=== Dataset records ===
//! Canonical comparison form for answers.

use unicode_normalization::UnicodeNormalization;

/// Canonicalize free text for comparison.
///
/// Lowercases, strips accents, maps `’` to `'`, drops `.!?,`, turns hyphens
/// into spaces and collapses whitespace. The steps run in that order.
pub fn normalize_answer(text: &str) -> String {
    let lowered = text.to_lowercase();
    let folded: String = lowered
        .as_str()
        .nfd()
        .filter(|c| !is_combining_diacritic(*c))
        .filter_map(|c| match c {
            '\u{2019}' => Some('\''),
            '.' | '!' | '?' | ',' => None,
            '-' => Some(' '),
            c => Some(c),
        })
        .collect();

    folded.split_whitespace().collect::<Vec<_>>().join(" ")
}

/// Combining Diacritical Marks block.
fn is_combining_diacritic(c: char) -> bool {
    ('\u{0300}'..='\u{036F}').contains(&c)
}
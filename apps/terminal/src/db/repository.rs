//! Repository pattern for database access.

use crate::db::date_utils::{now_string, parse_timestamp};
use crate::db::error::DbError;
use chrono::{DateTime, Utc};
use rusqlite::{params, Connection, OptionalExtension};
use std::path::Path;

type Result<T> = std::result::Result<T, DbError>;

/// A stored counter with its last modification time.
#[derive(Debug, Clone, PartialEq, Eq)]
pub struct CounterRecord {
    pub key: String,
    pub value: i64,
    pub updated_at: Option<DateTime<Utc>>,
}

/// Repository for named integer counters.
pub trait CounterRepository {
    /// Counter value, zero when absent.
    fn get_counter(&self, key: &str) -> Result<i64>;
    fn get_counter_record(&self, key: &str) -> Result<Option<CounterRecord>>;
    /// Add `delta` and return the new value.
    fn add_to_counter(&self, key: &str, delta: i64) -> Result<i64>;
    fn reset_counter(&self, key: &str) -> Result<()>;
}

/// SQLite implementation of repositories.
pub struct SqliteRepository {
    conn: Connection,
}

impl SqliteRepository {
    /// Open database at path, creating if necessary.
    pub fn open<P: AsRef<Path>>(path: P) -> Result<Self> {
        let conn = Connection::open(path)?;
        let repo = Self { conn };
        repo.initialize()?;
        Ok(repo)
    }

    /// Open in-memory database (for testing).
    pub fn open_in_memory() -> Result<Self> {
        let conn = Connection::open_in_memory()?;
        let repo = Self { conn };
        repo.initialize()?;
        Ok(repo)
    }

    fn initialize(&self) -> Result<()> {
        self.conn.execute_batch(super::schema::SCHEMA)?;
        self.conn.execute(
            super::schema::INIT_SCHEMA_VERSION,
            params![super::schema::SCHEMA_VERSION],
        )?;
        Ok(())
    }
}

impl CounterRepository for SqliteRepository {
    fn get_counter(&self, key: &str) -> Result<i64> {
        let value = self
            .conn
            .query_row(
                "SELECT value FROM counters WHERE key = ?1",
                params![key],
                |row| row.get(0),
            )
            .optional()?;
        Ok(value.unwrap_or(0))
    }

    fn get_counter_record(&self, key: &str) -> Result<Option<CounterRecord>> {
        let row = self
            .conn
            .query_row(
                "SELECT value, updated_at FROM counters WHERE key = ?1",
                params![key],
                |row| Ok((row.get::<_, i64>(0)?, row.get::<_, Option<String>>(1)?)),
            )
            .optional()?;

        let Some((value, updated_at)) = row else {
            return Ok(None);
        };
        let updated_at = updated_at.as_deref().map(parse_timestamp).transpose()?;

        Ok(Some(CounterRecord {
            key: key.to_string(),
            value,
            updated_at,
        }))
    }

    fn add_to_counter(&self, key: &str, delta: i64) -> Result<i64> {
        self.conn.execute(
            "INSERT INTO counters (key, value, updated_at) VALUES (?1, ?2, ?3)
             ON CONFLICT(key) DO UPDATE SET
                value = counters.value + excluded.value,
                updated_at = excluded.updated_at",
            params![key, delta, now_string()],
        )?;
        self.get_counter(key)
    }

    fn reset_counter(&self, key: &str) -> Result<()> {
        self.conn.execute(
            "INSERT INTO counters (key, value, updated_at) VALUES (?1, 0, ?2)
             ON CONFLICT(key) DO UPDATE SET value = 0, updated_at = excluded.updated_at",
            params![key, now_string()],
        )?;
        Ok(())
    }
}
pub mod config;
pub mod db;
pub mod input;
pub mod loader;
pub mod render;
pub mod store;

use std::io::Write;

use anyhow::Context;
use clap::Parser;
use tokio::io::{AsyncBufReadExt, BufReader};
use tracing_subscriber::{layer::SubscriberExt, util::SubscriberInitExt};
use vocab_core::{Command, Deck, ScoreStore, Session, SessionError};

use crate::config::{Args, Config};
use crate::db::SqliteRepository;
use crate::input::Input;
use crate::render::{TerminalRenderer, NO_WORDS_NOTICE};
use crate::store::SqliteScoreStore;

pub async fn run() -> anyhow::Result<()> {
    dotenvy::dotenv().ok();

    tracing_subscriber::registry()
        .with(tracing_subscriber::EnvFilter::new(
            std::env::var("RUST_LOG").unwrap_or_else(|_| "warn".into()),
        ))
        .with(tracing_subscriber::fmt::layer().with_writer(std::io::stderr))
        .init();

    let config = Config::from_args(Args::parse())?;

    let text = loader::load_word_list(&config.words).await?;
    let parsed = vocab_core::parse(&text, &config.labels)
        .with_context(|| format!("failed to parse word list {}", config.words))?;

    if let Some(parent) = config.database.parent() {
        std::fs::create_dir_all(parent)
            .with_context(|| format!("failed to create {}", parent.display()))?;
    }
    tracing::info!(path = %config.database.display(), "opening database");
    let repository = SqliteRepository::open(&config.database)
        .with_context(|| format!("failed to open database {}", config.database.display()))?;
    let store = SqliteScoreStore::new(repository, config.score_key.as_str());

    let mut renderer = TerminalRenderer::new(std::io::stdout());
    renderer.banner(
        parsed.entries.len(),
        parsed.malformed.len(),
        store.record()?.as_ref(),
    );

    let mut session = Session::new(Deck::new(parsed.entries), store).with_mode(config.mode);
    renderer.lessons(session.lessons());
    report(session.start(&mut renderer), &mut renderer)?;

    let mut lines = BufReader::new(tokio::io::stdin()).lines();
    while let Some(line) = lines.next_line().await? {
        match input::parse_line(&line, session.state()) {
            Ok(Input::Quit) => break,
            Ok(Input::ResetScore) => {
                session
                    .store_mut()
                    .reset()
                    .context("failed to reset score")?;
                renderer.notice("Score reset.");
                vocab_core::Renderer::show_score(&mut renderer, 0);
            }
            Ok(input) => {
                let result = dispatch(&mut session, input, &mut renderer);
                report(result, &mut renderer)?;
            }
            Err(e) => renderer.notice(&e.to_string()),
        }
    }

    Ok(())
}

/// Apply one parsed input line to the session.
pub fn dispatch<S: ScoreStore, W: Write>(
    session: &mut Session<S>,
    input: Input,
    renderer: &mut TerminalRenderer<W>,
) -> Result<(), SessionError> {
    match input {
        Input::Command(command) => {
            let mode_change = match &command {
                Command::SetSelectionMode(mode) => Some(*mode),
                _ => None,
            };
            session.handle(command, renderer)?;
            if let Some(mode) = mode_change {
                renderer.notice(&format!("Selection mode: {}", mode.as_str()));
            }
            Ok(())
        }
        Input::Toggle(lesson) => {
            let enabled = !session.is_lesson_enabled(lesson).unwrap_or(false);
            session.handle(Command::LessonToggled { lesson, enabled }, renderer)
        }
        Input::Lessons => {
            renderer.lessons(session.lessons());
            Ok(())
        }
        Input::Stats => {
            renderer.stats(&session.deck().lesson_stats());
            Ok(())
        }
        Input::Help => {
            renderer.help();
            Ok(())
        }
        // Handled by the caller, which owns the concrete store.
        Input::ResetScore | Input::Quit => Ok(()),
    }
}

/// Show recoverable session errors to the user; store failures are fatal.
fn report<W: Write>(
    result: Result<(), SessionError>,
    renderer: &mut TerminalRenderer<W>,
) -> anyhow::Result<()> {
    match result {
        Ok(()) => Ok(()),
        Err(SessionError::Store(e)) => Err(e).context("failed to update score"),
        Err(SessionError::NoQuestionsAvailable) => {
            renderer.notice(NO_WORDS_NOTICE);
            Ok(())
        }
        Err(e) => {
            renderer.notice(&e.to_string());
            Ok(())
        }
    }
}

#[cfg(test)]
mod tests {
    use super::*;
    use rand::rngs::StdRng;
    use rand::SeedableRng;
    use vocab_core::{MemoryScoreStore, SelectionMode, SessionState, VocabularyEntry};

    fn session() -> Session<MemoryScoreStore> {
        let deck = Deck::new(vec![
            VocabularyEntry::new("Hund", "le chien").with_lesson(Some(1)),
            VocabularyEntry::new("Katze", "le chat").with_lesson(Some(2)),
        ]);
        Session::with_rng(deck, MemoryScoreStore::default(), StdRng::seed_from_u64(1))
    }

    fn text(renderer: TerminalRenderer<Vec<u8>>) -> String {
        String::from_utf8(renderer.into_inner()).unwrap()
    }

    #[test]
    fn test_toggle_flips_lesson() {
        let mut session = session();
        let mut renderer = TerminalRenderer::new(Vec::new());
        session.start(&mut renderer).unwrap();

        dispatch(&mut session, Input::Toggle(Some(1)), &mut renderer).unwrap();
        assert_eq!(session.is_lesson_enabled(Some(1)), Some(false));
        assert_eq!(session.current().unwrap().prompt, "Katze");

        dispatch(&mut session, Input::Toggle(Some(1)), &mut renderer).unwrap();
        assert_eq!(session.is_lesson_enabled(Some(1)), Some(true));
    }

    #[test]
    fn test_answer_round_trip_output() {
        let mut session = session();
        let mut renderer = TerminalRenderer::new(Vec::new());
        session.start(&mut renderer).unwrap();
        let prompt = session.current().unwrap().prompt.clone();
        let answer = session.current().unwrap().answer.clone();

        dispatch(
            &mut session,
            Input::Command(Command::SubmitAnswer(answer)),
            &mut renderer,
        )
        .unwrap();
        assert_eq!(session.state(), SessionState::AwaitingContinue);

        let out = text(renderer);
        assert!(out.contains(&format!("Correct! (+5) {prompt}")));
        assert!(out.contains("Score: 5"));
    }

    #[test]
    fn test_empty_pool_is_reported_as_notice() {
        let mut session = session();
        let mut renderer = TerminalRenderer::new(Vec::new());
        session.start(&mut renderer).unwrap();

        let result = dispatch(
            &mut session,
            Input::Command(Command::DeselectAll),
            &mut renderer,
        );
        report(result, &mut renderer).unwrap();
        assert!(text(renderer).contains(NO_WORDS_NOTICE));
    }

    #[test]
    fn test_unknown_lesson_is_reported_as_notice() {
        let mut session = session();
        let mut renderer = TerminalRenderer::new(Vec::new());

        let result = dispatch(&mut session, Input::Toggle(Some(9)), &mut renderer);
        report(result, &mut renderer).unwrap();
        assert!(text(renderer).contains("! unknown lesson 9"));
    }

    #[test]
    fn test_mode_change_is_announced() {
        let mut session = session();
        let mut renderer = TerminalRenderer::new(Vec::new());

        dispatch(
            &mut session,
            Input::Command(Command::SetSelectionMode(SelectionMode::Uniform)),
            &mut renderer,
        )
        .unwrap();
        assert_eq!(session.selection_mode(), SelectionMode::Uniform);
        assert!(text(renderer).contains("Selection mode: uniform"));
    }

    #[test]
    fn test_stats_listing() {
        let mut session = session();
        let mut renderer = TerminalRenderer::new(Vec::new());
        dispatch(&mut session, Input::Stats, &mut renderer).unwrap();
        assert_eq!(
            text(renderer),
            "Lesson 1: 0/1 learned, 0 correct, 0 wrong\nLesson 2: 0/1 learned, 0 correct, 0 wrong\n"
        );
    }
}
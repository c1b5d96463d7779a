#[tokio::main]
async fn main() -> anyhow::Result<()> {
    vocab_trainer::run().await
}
===
=== Dataset records ===
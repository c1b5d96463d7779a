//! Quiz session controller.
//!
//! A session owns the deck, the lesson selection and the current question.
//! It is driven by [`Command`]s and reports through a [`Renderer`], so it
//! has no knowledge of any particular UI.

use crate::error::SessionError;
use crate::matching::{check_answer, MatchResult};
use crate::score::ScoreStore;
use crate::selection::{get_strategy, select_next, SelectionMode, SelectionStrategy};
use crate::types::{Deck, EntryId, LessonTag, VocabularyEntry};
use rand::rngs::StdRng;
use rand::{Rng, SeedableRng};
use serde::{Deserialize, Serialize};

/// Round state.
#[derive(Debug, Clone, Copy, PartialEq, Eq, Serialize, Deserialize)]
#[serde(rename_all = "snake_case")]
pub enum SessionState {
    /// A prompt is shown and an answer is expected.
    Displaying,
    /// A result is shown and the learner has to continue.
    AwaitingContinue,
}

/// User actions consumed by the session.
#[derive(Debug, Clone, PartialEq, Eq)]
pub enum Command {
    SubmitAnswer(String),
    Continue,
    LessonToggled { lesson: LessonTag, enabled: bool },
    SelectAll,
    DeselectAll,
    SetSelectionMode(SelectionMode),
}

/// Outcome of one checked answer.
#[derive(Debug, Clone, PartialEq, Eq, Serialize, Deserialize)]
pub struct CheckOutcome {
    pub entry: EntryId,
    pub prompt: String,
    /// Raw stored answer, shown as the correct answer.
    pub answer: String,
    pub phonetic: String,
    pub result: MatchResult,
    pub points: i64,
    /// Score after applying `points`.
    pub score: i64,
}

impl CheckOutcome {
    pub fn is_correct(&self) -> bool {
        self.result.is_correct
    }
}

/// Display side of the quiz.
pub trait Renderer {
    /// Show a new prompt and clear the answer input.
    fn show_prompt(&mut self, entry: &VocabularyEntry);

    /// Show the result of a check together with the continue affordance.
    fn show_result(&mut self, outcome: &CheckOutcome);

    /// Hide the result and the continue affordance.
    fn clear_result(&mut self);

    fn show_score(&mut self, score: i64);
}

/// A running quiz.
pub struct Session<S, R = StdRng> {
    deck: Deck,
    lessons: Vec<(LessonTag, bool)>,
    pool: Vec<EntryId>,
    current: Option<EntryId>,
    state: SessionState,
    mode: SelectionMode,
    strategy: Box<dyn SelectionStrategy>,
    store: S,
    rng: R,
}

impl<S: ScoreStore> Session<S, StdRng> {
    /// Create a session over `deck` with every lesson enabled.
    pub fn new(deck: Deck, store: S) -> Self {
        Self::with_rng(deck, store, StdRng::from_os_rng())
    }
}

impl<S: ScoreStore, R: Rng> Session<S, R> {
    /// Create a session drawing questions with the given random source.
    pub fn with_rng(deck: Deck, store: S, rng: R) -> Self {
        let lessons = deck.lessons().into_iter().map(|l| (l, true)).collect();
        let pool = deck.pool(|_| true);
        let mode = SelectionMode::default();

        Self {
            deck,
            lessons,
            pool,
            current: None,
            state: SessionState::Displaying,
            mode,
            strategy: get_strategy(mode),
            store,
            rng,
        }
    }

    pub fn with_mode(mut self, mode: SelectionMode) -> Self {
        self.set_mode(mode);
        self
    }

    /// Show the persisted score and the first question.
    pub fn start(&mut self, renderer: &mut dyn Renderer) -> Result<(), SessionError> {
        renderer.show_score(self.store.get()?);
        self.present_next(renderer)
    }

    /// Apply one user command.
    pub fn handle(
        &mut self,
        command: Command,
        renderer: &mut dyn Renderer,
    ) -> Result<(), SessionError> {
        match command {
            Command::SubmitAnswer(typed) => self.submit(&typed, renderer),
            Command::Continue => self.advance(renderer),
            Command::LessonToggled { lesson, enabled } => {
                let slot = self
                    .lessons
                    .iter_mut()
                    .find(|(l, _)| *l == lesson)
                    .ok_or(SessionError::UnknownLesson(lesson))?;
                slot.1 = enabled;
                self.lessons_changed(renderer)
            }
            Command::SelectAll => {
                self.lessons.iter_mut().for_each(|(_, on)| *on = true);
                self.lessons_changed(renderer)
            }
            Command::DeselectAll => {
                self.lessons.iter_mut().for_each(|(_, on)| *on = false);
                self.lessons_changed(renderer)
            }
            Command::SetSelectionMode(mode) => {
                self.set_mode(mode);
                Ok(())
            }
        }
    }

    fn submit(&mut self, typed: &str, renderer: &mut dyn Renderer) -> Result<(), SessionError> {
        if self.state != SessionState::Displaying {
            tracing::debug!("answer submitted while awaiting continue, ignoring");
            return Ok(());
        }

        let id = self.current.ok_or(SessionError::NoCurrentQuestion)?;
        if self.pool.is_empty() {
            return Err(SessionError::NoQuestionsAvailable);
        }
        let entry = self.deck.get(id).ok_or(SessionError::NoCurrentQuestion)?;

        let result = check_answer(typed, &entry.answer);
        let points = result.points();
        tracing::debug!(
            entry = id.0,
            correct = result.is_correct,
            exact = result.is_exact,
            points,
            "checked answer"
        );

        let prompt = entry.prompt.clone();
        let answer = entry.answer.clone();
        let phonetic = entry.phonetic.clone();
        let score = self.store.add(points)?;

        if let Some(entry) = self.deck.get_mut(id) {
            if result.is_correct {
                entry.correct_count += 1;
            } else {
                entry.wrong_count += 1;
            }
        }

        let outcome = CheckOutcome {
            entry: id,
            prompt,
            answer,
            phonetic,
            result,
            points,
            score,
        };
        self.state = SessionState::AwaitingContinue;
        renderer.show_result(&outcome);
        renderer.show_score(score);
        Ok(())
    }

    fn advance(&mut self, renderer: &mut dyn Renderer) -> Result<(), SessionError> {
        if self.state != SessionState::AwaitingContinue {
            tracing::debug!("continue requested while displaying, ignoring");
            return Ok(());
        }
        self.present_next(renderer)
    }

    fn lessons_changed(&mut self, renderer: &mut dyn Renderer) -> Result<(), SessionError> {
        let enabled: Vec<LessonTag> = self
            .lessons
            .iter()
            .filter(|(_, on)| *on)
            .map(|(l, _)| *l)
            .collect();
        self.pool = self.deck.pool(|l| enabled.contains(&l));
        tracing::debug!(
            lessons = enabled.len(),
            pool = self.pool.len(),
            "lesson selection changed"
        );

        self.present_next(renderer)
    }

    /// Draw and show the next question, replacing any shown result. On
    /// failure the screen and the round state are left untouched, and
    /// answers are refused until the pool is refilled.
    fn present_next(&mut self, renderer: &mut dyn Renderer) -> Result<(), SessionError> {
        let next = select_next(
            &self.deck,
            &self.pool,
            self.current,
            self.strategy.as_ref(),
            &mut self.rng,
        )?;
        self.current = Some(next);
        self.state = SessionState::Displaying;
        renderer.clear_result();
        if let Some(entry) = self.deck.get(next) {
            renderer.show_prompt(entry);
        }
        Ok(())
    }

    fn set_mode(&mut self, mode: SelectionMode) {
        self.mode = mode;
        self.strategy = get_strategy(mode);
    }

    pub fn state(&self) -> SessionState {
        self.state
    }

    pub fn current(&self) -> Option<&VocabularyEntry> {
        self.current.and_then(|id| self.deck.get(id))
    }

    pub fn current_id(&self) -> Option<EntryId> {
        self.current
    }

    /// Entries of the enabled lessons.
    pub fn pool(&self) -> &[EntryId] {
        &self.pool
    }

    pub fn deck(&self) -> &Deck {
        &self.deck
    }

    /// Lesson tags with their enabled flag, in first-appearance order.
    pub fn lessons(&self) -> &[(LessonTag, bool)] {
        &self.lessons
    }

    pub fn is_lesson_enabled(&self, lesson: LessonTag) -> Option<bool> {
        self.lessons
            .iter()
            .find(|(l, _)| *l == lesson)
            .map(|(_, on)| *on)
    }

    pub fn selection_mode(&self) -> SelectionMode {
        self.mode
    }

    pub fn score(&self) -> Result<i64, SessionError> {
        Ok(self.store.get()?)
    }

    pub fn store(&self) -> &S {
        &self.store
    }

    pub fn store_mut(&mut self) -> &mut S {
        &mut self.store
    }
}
===
=== Dataset records ===
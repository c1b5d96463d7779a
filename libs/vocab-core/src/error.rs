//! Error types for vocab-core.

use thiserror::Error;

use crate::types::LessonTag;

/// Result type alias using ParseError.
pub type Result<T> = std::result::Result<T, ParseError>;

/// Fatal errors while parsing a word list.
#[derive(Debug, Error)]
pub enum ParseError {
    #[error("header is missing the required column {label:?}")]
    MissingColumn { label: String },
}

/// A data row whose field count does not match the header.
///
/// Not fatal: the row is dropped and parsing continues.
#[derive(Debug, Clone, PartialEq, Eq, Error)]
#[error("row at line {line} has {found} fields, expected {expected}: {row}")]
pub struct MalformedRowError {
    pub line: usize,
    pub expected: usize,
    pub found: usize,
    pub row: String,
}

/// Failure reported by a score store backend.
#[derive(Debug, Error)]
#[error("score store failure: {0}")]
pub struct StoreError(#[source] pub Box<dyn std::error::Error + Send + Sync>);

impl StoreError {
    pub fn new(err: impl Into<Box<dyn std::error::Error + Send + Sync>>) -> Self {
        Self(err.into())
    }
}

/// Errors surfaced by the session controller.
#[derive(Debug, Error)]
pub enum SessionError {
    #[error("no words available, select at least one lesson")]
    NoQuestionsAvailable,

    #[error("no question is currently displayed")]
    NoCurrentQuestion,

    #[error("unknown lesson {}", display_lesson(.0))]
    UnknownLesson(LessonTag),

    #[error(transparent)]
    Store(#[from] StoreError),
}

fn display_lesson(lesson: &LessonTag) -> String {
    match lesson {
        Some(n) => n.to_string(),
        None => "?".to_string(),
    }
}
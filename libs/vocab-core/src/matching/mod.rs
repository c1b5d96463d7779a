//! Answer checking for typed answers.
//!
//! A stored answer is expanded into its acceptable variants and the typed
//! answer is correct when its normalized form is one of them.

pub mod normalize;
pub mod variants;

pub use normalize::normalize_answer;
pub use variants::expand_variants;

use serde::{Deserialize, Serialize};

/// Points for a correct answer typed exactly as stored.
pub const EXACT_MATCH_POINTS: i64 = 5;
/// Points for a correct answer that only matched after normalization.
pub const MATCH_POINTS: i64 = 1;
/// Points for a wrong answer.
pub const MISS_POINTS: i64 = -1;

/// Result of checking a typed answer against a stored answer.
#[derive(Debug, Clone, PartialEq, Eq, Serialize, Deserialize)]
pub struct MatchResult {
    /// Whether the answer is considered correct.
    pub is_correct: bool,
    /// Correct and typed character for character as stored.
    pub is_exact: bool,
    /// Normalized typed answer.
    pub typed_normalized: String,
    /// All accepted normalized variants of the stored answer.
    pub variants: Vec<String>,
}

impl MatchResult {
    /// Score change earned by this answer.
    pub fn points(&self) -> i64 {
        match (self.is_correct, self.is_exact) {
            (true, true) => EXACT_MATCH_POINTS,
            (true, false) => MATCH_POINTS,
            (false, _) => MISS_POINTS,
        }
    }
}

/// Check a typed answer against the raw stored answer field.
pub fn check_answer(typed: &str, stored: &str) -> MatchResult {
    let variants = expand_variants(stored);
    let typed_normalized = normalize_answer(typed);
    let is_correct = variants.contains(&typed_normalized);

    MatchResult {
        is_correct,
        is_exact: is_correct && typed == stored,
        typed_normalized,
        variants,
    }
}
===
Exercise prompt: Write down, word for word, the lines above from the one containing "let pool = deck.pool(|_| true);" through the one containing "slot.1 = enabled;", both ends included.

Your response:
        let pool = deck.pool(|_| true);
        let mode = SelectionMode::default();

        Self {
            deck,
            lessons,
            pool,
            current: None,
            state: SessionState::Displaying,
            mode,
            strategy: get_strategy(mode),
            store,
            rng,
        }
    }

    pub fn with_mode(mut self, mode: SelectionMode) -> Self {
        self.set_mode(mode);
        self
    }

    /// Show the persisted score and the first question.
    pub fn start(&mut self, renderer: &mut dyn Renderer) -> Result<(), SessionError> {
        renderer.show_score(self.store.get()?);
        self.present_next(renderer)
    }

    /// Apply one user command.
    pub fn handle(
        &mut self,
        command: Command,
        renderer: &mut dyn Renderer,
    ) -> Result<(), SessionError> {
        match command {
            Command::SubmitAnswer(typed) => self.submit(&typed, renderer),
            Command::Continue => self.advance(renderer),
            Command::LessonToggled { lesson, enabled } => {
                let slot = self
                    .lessons
                    .iter_mut()
                    .find(|(l, _)| *l == lesson)
                    .ok_or(SessionError::UnknownLesson(lesson))?;
                slot.1 = enabled;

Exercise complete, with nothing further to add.